On Thu, Jun 11, 2015 at 11:38 PM, Ben Leslie <benno@benno.id.au> wrote:

...

On 2 June 2015 at 14:39, Yury Selivanov <yselivanov.ml@gmail.com> wrote:

...
Hi Ben,

On 2015-05-31 8:35 AM, Ben Leslie wrote:

...
Hi Yury,

I'm just starting my exploration into using async/await; all my 'real-world' scenarios are currently hypothetical.

One such hypothetical scenario however is that if I have a server process running, with some set of concurrent connections, each managed by a co-routine. Each co-routine is of some arbitrary complexity e.g: some combination of reading files, reading from database, reading from peripherals. If I notice one of those co-routines appears stuck and not making progress, I'd very much like to debug that, and preferably in a way that doesn't necessarily stop the rest of the server (or even the co-routine that appears stuck).

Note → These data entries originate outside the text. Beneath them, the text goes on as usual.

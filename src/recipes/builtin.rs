//! Built-in recipes. Each documents its shape-count range in its [`Recipe`] entry; the
//! bodies must never emit outside it.

use crate::{
    color::space::{Color, shift_color},
    foundation::rng::SeededRandom,
    recipes::palette::{anchor, blur_px, pick_blend, sample_hsl, shape_count, shape_id},
    recipes::registry::{Recipe, SceneOverrides},
    scene::model::{AnimationIntent, BaseColor, BlendMode, Gradient, GradientKind, SceneConfig, Shape},
};

pub(crate) static BUILTIN: [Recipe; 10] = [
    Recipe::new("aurora", "soft multi-tone ambient glow", 3, 6, aurora),
    Recipe::new("vivid", "saturated, high-contrast color fields", 4, 7, vivid),
    Recipe::new("starfield", "scattered bright points on deep space", 12, 24, starfield),
    Recipe::new("grid", "grid-aligned flat color discs", 4, 9, grid),
    Recipe::new("glitch", "RGB-offset channel triplets", 9, 15, glitch),
    Recipe::new("lava", "warm molten blobs, always moving", 3, 6, lava),
    Recipe::new("pastel", "light paper with soft tinted blobs", 3, 7, pastel),
    Recipe::new("noir", "monochrome smoke", 3, 6, noir),
    Recipe::new("sunset", "warm blobs over a dusk gradient", 3, 6, sunset),
    Recipe::new("ocean", "teal and blue shapes in a radial deep", 4, 7, ocean),
];

fn min_side(base: &SceneConfig) -> f64 {
    f64::from(base.width.min(base.height))
}

fn aurora(base: &SceneConfig, rng: &mut SeededRandom) -> SceneOverrides {
    let dark = base.base_color.is_dark();
    let anchor_hue = base.base_color.primary().to_hsl().h;
    let n = shape_count(rng, 3, 6);
    let light = if dark { 45.0..65.0 } else { 55.0..75.0 };

    let shapes = (0..n)
        .map(|i| {
            let id = shape_id(rng, "aurora", i);
            let (x, y) = anchor(rng, 10.0);
            let color = sample_hsl(
                rng,
                anchor_hue + 120.0..anchor_hue + 260.0,
                50.0..80.0,
                light.clone(),
            );
            Shape::blob(id, rng.int_range(5, 8), x, y, rng.range(40.0, 80.0), color)
                .with_opacity(rng.range(0.5, 0.8))
                .with_blur(blur_px(rng, min_side(base), 0.06..0.12))
                .with_blend(pick_blend(rng, dark))
        })
        .collect();

    SceneOverrides {
        noise_amount: Some(rng.range(12.0, 20.0)),
        shapes,
        ..SceneOverrides::default()
    }
}

fn vivid(base: &SceneConfig, rng: &mut SeededRandom) -> SceneOverrides {
    let bg_hue = base.base_color.primary().to_hsl().h;
    let n = shape_count(rng, 4, 7);
    let start_hue = rng.range(0.0, 360.0);

    let shapes = (0..n)
        .map(|i| {
            let id = shape_id(rng, "vivid", i);
            let (x, y) = anchor(rng, 5.0);
            // Spread hues around the wheel so neighbours contrast.
            let hue = start_hue + (i as f64) * 360.0 / (n as f64) + rng.range(-15.0, 15.0);
            let color = Color::hsl(hue, rng.range(85.0, 100.0), rng.range(50.0, 60.0));
            Shape::blob(id, rng.int_range(4, 7), x, y, rng.range(30.0, 60.0), color)
                .with_opacity(rng.range(0.75, 1.0))
                .with_blur(blur_px(rng, min_side(base), 0.02..0.05))
                .with_blend(pick_blend(rng, true))
        })
        .collect();

    SceneOverrides {
        base_color: Some(BaseColor::Solid(Color::hsl(bg_hue, 40.0, 8.0))),
        noise_amount: Some(8.0),
        shapes,
        ..SceneOverrides::default()
    }
}

fn starfield(base: &SceneConfig, rng: &mut SeededRandom) -> SceneOverrides {
    let bg_hue = base.base_color.primary().to_hsl().h;
    let n = shape_count(rng, 12, 24);

    let shapes = (0..n)
        .map(|i| {
            let id = shape_id(rng, "star", i);
            let (x, y) = anchor(rng, 1.0);
            let color = sample_hsl(rng, 180.0..260.0, 0.0..30.0, 80.0..100.0);
            Shape::circle(id, x, y, rng.range(0.4, 2.5), color)
                .with_opacity(rng.range(0.5, 1.0))
                .with_blur(rng.range(0.0, 2.0).round())
                .with_blend(BlendMode::Screen)
        })
        .collect();

    SceneOverrides {
        base_color: Some(BaseColor::Solid(Color::hsl(bg_hue, 50.0, 4.0))),
        noise_amount: Some(6.0),
        noise_scale: Some(0.6),
        shapes,
        animation: Some(AnimationIntent {
            pulse: base.animation.pulse.max(0.4),
            ..base.animation
        }),
    }
}

fn grid(base: &SceneConfig, rng: &mut SeededRandom) -> SceneOverrides {
    let cols = rng.int_range(2, 3) as usize;
    let rows = rng.int_range(2, 3) as usize;
    let hue = rng.range(0.0, 360.0);
    let dark = base.base_color.is_dark();
    let light = if dark { 55.0 } else { 45.0 };

    let cell_w = 100.0 / cols as f64;
    let cell_h = 100.0 / rows as f64;
    let cell_short = cell_w.min(cell_h);

    let mut shapes = Vec::with_capacity(cols * rows);
    for row in 0..rows {
        for col in 0..cols {
            let i = row * cols + col;
            let id = shape_id(rng, "cell", i);
            let color = Color::hsl(hue + (i as f64) * 30.0, 65.0, light);
            shapes.push(Shape::circle(
                id,
                cell_w * (col as f64 + 0.5),
                cell_h * (row as f64 + 0.5),
                cell_short * 0.6,
                color,
            ));
        }
    }

    SceneOverrides {
        noise_amount: Some(4.0),
        shapes,
        animation: Some(AnimationIntent {
            rotate: 0.0,
            ..base.animation
        }),
        ..SceneOverrides::default()
    }
}

fn glitch(base: &SceneConfig, rng: &mut SeededRandom) -> SceneOverrides {
    let dark = base.base_color.is_dark();
    let triplets = shape_count(rng, 3, 5);
    // Additive primaries on dark backgrounds, subtractive ones on light.
    let (channels, blend) = if dark {
        ([0.0, 120.0, 240.0], BlendMode::Screen)
    } else {
        ([180.0, 300.0, 60.0], BlendMode::Multiply)
    };

    let mut shapes = Vec::with_capacity(triplets * 3);
    for t in 0..triplets {
        let (x, y) = anchor(rng, 15.0);
        let size = rng.range(15.0, 35.0);
        let offset = rng.range(0.8, 2.5);
        for (c, hue) in channels.iter().enumerate() {
            let id = shape_id(rng, "glitch", t * 3 + c);
            let dx = (c as f64 - 1.0) * offset;
            shapes.push(
                Shape::circle(id, x + dx, y, size, Color::hsl(*hue, 100.0, 50.0))
                    .with_opacity(0.85)
                    .with_blend(blend.clone()),
            );
        }
    }

    SceneOverrides {
        base_color: Some(BaseColor::Solid(if dark {
            Color::hsl(0.0, 0.0, 5.0)
        } else {
            Color::hsl(0.0, 0.0, 96.0)
        })),
        noise_amount: Some(25.0),
        noise_scale: Some(0.5),
        shapes,
        ..SceneOverrides::default()
    }
}

fn lava(base: &SceneConfig, rng: &mut SeededRandom) -> SceneOverrides {
    let n = shape_count(rng, 3, 6);

    let shapes = (0..n)
        .map(|i| {
            let id = shape_id(rng, "lava", i);
            let (x, y) = anchor(rng, 10.0);
            let color = sample_hsl(rng, 0.0..40.0, 80.0..100.0, 45.0..60.0);
            Shape::blob(id, rng.int_range(5, 9), x, y, rng.range(35.0, 70.0), color)
                .with_opacity(rng.range(0.7, 0.95))
                .with_blur(blur_px(rng, min_side(base), 0.03..0.07))
                .with_blend(pick_blend(rng, true))
        })
        .collect();

    // Lava moves even when the caller asked for a still scene.
    let a = base.animation;
    SceneOverrides {
        base_color: Some(BaseColor::Solid(Color::hsl(10.0, 60.0, 7.0))),
        noise_amount: Some(14.0),
        shapes,
        animation: Some(AnimationIntent {
            enabled: true,
            speed: a.speed.max(0.8),
            flow: a.flow.max(0.8),
            pulse: a.pulse.max(0.5),
            ..a
        }),
        ..SceneOverrides::default()
    }
}

fn pastel(base: &SceneConfig, rng: &mut SeededRandom) -> SceneOverrides {
    let bg_hue = base.base_color.primary().to_hsl().h;
    let n = shape_count(rng, 3, 7);

    let shapes = (0..n)
        .map(|i| {
            let id = shape_id(rng, "pastel", i);
            let (x, y) = anchor(rng, 8.0);
            let color = sample_hsl(rng, 0.0..360.0, 50.0..70.0, 75.0..88.0);
            Shape::blob(id, rng.int_range(4, 7), x, y, rng.range(35.0, 65.0), color)
                .with_opacity(rng.range(0.6, 0.9))
                .with_blur(blur_px(rng, min_side(base), 0.05..0.1))
                .with_blend(pick_blend(rng, false))
        })
        .collect();

    SceneOverrides {
        base_color: Some(BaseColor::Solid(Color::hsl(bg_hue, 30.0, 94.0))),
        noise_amount: Some(10.0),
        shapes,
        ..SceneOverrides::default()
    }
}

fn noir(base: &SceneConfig, rng: &mut SeededRandom) -> SceneOverrides {
    let n = shape_count(rng, 3, 6);

    let shapes = (0..n)
        .map(|i| {
            let id = shape_id(rng, "noir", i);
            let (x, y) = anchor(rng, 10.0);
            let color = Color::hsl(0.0, 0.0, rng.range(20.0, 70.0));
            Shape::blob(id, rng.int_range(5, 8), x, y, rng.range(40.0, 75.0), color)
                .with_opacity(rng.range(0.4, 0.7))
                .with_blur(blur_px(rng, min_side(base), 0.08..0.14))
                .with_blend(pick_blend(rng, true))
        })
        .collect();

    SceneOverrides {
        base_color: Some(BaseColor::Solid(Color::hsl(0.0, 0.0, 6.0))),
        noise_amount: Some(30.0),
        noise_scale: Some(0.7),
        shapes,
        animation: Some(AnimationIntent {
            color_cycle: false,
            ..base.animation
        }),
    }
}

fn sunset(base: &SceneConfig, rng: &mut SeededRandom) -> SceneOverrides {
    let top = Color::hsl(270.0 + rng.range(-10.0, 10.0), 60.0, 18.0);
    let bottom = shift_color(top, 70.0, 10.0, 27.0);
    let gradient = BaseColor::Gradient(Gradient {
        kind: GradientKind::Linear,
        color1: top,
        color2: bottom,
        angle_degrees: Some(90.0 + rng.range(-20.0, 20.0)),
    });
    let dark = gradient.is_dark();
    let n = shape_count(rng, 3, 6);

    let shapes = (0..n)
        .map(|i| {
            let id = shape_id(rng, "sunset", i);
            let (x, y) = anchor(rng, 10.0);
            let color = sample_hsl(rng, 350.0..410.0, 75.0..95.0, 55.0..70.0);
            Shape::blob(id, rng.int_range(5, 7), x, y, rng.range(30.0, 60.0), color)
                .with_opacity(rng.range(0.55, 0.85))
                .with_blur(blur_px(rng, min_side(base), 0.05..0.1))
                .with_blend(pick_blend(rng, dark))
        })
        .collect();

    SceneOverrides {
        base_color: Some(gradient),
        noise_amount: Some(12.0),
        shapes,
        ..SceneOverrides::default()
    }
}

fn ocean(base: &SceneConfig, rng: &mut SeededRandom) -> SceneOverrides {
    let gradient = BaseColor::Gradient(Gradient {
        kind: GradientKind::Radial,
        color1: Color::hsl(200.0, 70.0, 25.0),
        color2: Color::hsl(220.0, 80.0, 8.0),
        angle_degrees: None,
    });
    let dark = gradient.is_dark();
    let n = shape_count(rng, 4, 7);

    let shapes = (0..n)
        .map(|i| {
            let id = shape_id(rng, "ocean", i);
            let (x, y) = anchor(rng, 8.0);
            let color = sample_hsl(rng, 170.0..220.0, 60.0..85.0, 40.0..60.0);
            let size = rng.range(20.0, 55.0);
            let shape = if rng.chance(0.25) {
                Shape::circle(id, x, y, size, color)
            } else {
                Shape::blob(id, rng.int_range(5, 8), x, y, size, color)
            };
            shape
                .with_opacity(rng.range(0.5, 0.8))
                .with_blur(blur_px(rng, min_side(base), 0.04..0.09))
                .with_blend(pick_blend(rng, dark))
        })
        .collect();

    SceneOverrides {
        base_color: Some(gradient),
        noise_amount: Some(16.0),
        noise_scale: Some(1.3),
        shapes,
        ..SceneOverrides::default()
    }
}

The problem with the "if debug: log(...)" approach is that you need foreknowledge of the fault state occurring; on a busy server you don't want to just be logging every 'switch()'. I guess you could do something like "switch_state[outer_coro] = get_current_stack_frames()" on each switch. To me double book-keeping something that the interpreter already knows seems somewhat wasteful but maybe it isn't really too bad.

I guess it all depends on how "switching" is organized in your framework of choice. In asyncio, for instance, all the code that knows about coroutines is in tasks.py. `Task` class is responsible for running coroutines, and it's the single place where you would need to put the "if debug: ..." line for debugging "slow" Futures-- the only thing that coroutines can "stuck" with (the other thing is accidentally calling blocking code, but your proposal wouldn't help with that).

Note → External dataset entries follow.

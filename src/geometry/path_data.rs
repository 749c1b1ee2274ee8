use crate::foundation::core::{BezPath, PathEl, Point};
use crate::foundation::math::fmt_fixed2;

/// Serialize a path as SVG `d` data with two-decimal coordinates.
///
/// Output shape: `M x,y C x,y x,y x,y ... Z`, one space between commands.
pub fn path_data(path: &BezPath) -> String {
    fn pt(p: Point) -> String {
        format!("{},{}", fmt_fixed2(p.x), fmt_fixed2(p.y))
    }

    let mut parts = Vec::with_capacity(path.elements().len());
    for el in path.elements() {
        parts.push(match *el {
            PathEl::MoveTo(p) => format!("M{}", pt(p)),
            PathEl::LineTo(p) => format!("L{}", pt(p)),
            PathEl::QuadTo(p1, p2) => format!("Q{} {}", pt(p1), pt(p2)),
            PathEl::CurveTo(p1, p2, p3) => format!("C{} {} {}", pt(p1), pt(p2), pt(p3)),
            PathEl::ClosePath => "Z".to_owned(),
        });
    }
    parts.join(" ")
}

I suspect that I haven't properly explained the motivating case.

My motivating case is being able to debug a relatively large, complex system. If the system crashes (through an exception), or in some other manner enters an unexpected state (co-routines blocked for too long) it would be very nice to be able to debug an arbitrary co-routine, not necessarily the one indicating a bad system state, to see exactly what it is/was doing at the time the anomalous behavior occurs.

So, this is a case of trying to analyse some system wide behavior than necessarily one particular task. So until you start analysing the rest of the system you don't know which co-routines you want to analyse.

My motivation for this is primarily avoiding double book-keeping. I assume that the framework has organised things so that there is some data structure to find all the co-routines (or some other object wrapping the co-routines) and that all the "switching" occurs in one place.

With that in mind I can have some code that works something like:

@coroutine def switch(): coro_stacks[current_coro] = inspect.getouterframes(inspect.currentframe()) ....

I think something like this is probably the best approach to achieve my desired goals with currently available APIs.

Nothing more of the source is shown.